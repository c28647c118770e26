//! The scoreline probability grid and its collapse into match outcomes.

use std::ops::{Index, IndexMut};

use crate::domain::{OutcomeProbs, ScoringRates};
use crate::poisson;
use crate::probs::SliceExt;

/// Goal cutoff per side. A 7×7 grid captures about 99.9% of the joint mass for
/// realistic scoring rates; the residual tail is truncated, not redistributed.
pub const MAX_GOALS: u8 = 6;

/// Joint scoreline probabilities: cell `(i, j)` holds the probability of the home side
/// scoring `i` goals and the away side `j`, with goals modelled as two independent
/// Poisson processes. Independence is a deliberate simplification; it ignores the
/// mild correlation real scorelines exhibit.
pub struct ScoreGrid {
    data: Vec<f64>,
    dim: usize,
}
impl ScoreGrid {
    /// Builds the grid from the product of the two univariate Poisson pmfs, with goals
    /// per side capped at `max_goals`.
    pub fn from_poisson(rates: &ScoringRates, max_goals: u8) -> Self {
        let dim = max_goals as usize + 1;
        let mut grid = Self {
            data: vec![0.0; dim * dim],
            dim,
        };
        for home_goals in 0..dim {
            let home_prob = poisson::univariate(home_goals as u8, rates.home);
            for away_goals in 0..dim {
                let away_prob = poisson::univariate(away_goals as u8, rates.away);
                grid[(home_goals, away_goals)] = home_prob * away_prob;
            }
        }
        grid
    }

    /// Rows (equivalently columns) in the grid: `max_goals + 1`.
    pub fn dim(&self) -> usize {
        self.dim
    }

    /// Total probability captured by the grid; falls short of 1 by the truncated tail.
    pub fn total_mass(&self) -> f64 {
        self.data.sum()
    }

    /// Collapses the grid into win/draw/win probabilities: cells below the main
    /// diagonal are home wins, the diagonal draws, above it away wins. The three sum
    /// to the grid's total mass, not to 1.
    pub fn outcomes(&self) -> OutcomeProbs {
        let mut home = 0.0;
        for row in 1..self.dim {
            for col in 0..row {
                home += self[(row, col)];
            }
        }

        let mut draw = 0.0;
        for index in 0..self.dim {
            draw += self[(index, index)];
        }

        let mut away = 0.0;
        for col in 1..self.dim {
            for row in 0..col {
                away += self[(row, col)];
            }
        }

        OutcomeProbs { home, draw, away }
    }

    /// Mean home and away goals implied by the (truncated) grid.
    pub fn expectations(&self) -> (f64, f64) {
        let (mut home_expectation, mut away_expectation) = (0.0, 0.0);
        for home_goals in 0..self.dim {
            for away_goals in 0..self.dim {
                let prob = self[(home_goals, away_goals)];
                home_expectation += home_goals as f64 * prob;
                away_expectation += away_goals as f64 * prob;
            }
        }
        (home_expectation, away_expectation)
    }
}

impl Index<(usize, usize)> for ScoreGrid {
    type Output = f64;

    #[inline]
    fn index(&self, (row, col): (usize, usize)) -> &Self::Output {
        &self.data[row * self.dim + col]
    }
}

impl IndexMut<(usize, usize)> for ScoreGrid {
    #[inline]
    fn index_mut(&mut self, (row, col): (usize, usize)) -> &mut Self::Output {
        &mut self.data[row * self.dim + col]
    }
}
//! Core types and the ordered-content synchronization layer for Syllabus.
//!
//! This crate is deliberately free of HTTP and database dependencies.
//! Backends implement [`store::SubjectStore`]; the editor drives a
//! [`coordinator::SubjectCoordinator`] and one [`autosave::AutosaveField`] per
//! free-text input.

// We intentionally use native `async fn` in traits (stabilised in Rust 1.75).
// Suppress the advisory lint about `Send` bounds on the returned futures.
#![allow(async_fn_in_trait)]

pub mod autosave;
pub mod content;
pub mod coordinator;
pub mod draft;
pub mod error;
pub mod store;
pub mod subject;
pub mod user;

#[cfg(test)]
mod testing;

pub use error::{ErrorKind, OperationError, Result};
//! Encoding and decoding helpers between Rust domain types and the plain-text
//! representations stored in SQLite columns.
//!
//! Timestamps are RFC 3339 strings, UUIDs hyphenated lowercase strings, and
//! `SubjectType` its `SCREAMING_SNAKE_CASE` name.

use std::str::FromStr;

use chrono::{DateTime, Utc};
use rusqlite::Row;
use syllabus_core::{
  content::{Quiz, Topic},
  subject::{Subject, SubjectSummary, SubjectType, completion_rate},
  user::User,
};
use uuid::Uuid;

use crate::{Error, Result};

// ─── Uuid ─────────────────────────────────────────────────────────────────────

pub fn encode_uuid(id: Uuid) -> String { id.hyphenated().to_string() }

pub fn decode_uuid(s: &str) -> Result<Uuid> { Ok(Uuid::parse_str(s)?) }

// ─── DateTime<Utc> ────────────────────────────────────────────────────────────

pub fn encode_dt(dt: DateTime<Utc>) -> String { dt.to_rfc3339() }

pub fn decode_dt(s: &str) -> Result<DateTime<Utc>> {
  DateTime::parse_from_rfc3339(s)
    .map(|dt| dt.with_timezone(&Utc))
    .map_err(|e| Error::Decode(e.to_string()))
}

// ─── SubjectType ──────────────────────────────────────────────────────────────

pub fn encode_subject_type(t: SubjectType) -> String { t.to_string() }

pub fn decode_subject_type(s: &str) -> Result<SubjectType> {
  SubjectType::from_str(s).map_err(|_| Error::Decode(format!("unknown subject type: {s:?}")))
}

// ─── Position ─────────────────────────────────────────────────────────────────

fn decode_position(p: i64) -> Result<u32> {
  u32::try_from(p).map_err(|_| Error::Decode(format!("position out of range: {p}")))
}

// ─── Raw rows ─────────────────────────────────────────────────────────────────

pub struct RawUser {
  pub user_id:   String,
  pub full_name: String,
  pub email:     String,
}

impl RawUser {
  /// Read three consecutive columns starting at `at`.
  pub fn from_row(row: &Row<'_>, at: usize) -> rusqlite::Result<Self> {
    Ok(Self {
      user_id:   row.get(at)?,
      full_name: row.get(at + 1)?,
      email:     row.get(at + 2)?,
    })
  }

  /// Like [`Self::from_row`] for a LEFT JOIN whose user may be absent.
  pub fn from_optional_row(row: &Row<'_>, at: usize) -> rusqlite::Result<Option<Self>> {
    let user_id: Option<String> = row.get(at)?;
    user_id
      .map(|user_id| {
        Ok(Self { user_id, full_name: row.get(at + 1)?, email: row.get(at + 2)? })
      })
      .transpose()
  }

  pub fn into_user(self) -> Result<User> {
    Ok(User {
      user_id:   decode_uuid(&self.user_id)?,
      full_name: self.full_name,
      email:     self.email,
    })
  }
}

pub struct RawEntry {
  pub id:         String,
  pub subject_id: String,
  pub title:      String,
  pub position:   i64,
}

impl RawEntry {
  pub fn from_row(row: &Row<'_>) -> rusqlite::Result<Self> {
    Ok(Self {
      id:         row.get(0)?,
      subject_id: row.get(1)?,
      title:      row.get(2)?,
      position:   row.get(3)?,
    })
  }

  pub fn into_topic(self) -> Result<Topic> {
    Ok(Topic {
      topic_id:   decode_uuid(&self.id)?,
      subject_id: decode_uuid(&self.subject_id)?,
      title:      self.title,
      position:   decode_position(self.position)?,
    })
  }

  pub fn into_quiz(self) -> Result<Quiz> {
    Ok(Quiz {
      quiz_id:    decode_uuid(&self.id)?,
      subject_id: decode_uuid(&self.subject_id)?,
      title:      self.title,
      position:   decode_position(self.position)?,
    })
  }
}

/// The `subjects` row joined with its two audit users.
pub struct RawSubject {
  pub subject_id:      String,
  pub title:           String,
  pub description:     String,
  pub subject_type:    String,
  pub is_published:    bool,
  pub created_at:      String,
  pub last_updated_at: String,
  pub created_by:      Option<RawUser>,
  pub last_updated_by: Option<RawUser>,
}

/// Everything [`crate::SqliteStore`] reads to assemble one [`Subject`].
pub struct RawSubjectBundle {
  pub subject:   RawSubject,
  pub users:     Vec<RawUser>,
  pub topics:    Vec<RawEntry>,
  pub quizzes:   Vec<RawEntry>,
  /// Completions by users that are currently assigned.
  pub completed: i64,
}

impl RawSubjectBundle {
  pub fn into_subject(self) -> Result<Subject> {
    let s = self.subject;
    let users_assigned = self
      .users
      .into_iter()
      .map(RawUser::into_user)
      .collect::<Result<Vec<_>>>()?;
    let completed = usize::try_from(self.completed).unwrap_or_default();

    Ok(Subject {
      subject_id:      decode_uuid(&s.subject_id)?,
      title:           s.title,
      description:     s.description,
      subject_type:    decode_subject_type(&s.subject_type)?,
      is_published:    s.is_published,
      created_by:      s.created_by.map(RawUser::into_user).transpose()?,
      created_at:      decode_dt(&s.created_at)?,
      last_updated_by: s.last_updated_by.map(RawUser::into_user).transpose()?,
      last_updated_at: decode_dt(&s.last_updated_at)?,
      completion_rate: completion_rate(s.is_published, users_assigned.len(), completed),
      users_assigned,
      topics:          self.topics.into_iter().map(RawEntry::into_topic).collect::<Result<_>>()?,
      quizzes:         self.quizzes.into_iter().map(RawEntry::into_quiz).collect::<Result<_>>()?,
    })
  }
}

pub struct RawSummary {
  pub subject_id:      String,
  pub title:           String,
  pub subject_type:    String,
  pub is_published:    bool,
  pub last_updated_at: String,
  pub users_assigned:  i64,
}

impl RawSummary {
  pub fn into_summary(self) -> Result<SubjectSummary> {
    Ok(SubjectSummary {
      subject_id:      decode_uuid(&self.subject_id)?,
      title:           self.title,
      subject_type:    decode_subject_type(&self.subject_type)?,
      is_published:    self.is_published,
      last_updated_at: decode_dt(&self.last_updated_at)?,
      users_assigned:  usize::try_from(self.users_assigned).unwrap_or_default(),
    })
  }
}
//! API error type and [`axum::response::IntoResponse`] implementation.

use axum::{
  Json,
  http::StatusCode,
  response::{IntoResponse, Response},
};
use serde_json::json;
use syllabus_core::{ErrorKind, OperationError};
use thiserror::Error;

/// An error returned by an API handler.
#[derive(Debug, Error)]
pub enum ApiError {
  #[error("not found: {0}")]
  NotFound(String),

  #[error(transparent)]
  Operation(#[from] OperationError),
}

impl ApiError {
  /// Convert a backend error into the shared taxonomy.
  pub fn store<E: Into<OperationError>>(e: E) -> Self { Self::Operation(e.into()) }

  pub fn kind(&self) -> ErrorKind {
    match self {
      ApiError::NotFound(_) => ErrorKind::NotFound,
      ApiError::Operation(e) => e.kind,
    }
  }
}

pub fn status_for(kind: ErrorKind) -> StatusCode {
  match kind {
    ErrorKind::NotFound => StatusCode::NOT_FOUND,
    ErrorKind::ValidationFailed => StatusCode::UNPROCESSABLE_ENTITY,
    ErrorKind::NetworkFailure => StatusCode::BAD_GATEWAY,
    ErrorKind::Unknown => StatusCode::INTERNAL_SERVER_ERROR,
  }
}

impl IntoResponse for ApiError {
  fn into_response(self) -> Response {
    let kind = self.kind();
    let message = match &self {
      ApiError::NotFound(m) => m.clone(),
      ApiError::Operation(e) => e.message.clone(),
    };
    if kind == ErrorKind::Unknown {
      tracing::error!(error = %message, "request failed");
    }
    (status_for(kind), Json(json!({ "kind": kind, "error": message }))).into_response()
  }
}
-=-=-
**EXERCISE:** Scan the material line by line and report each one that contains "NotFound".

**SOLUTION TO THE EXERCISE:**
  NotFound(String),
      ApiError::NotFound(_) => ErrorKind::NotFound,
    ErrorKind::NotFound => StatusCode::NOT_FOUND,
      ApiError::NotFound(m) => m.clone(),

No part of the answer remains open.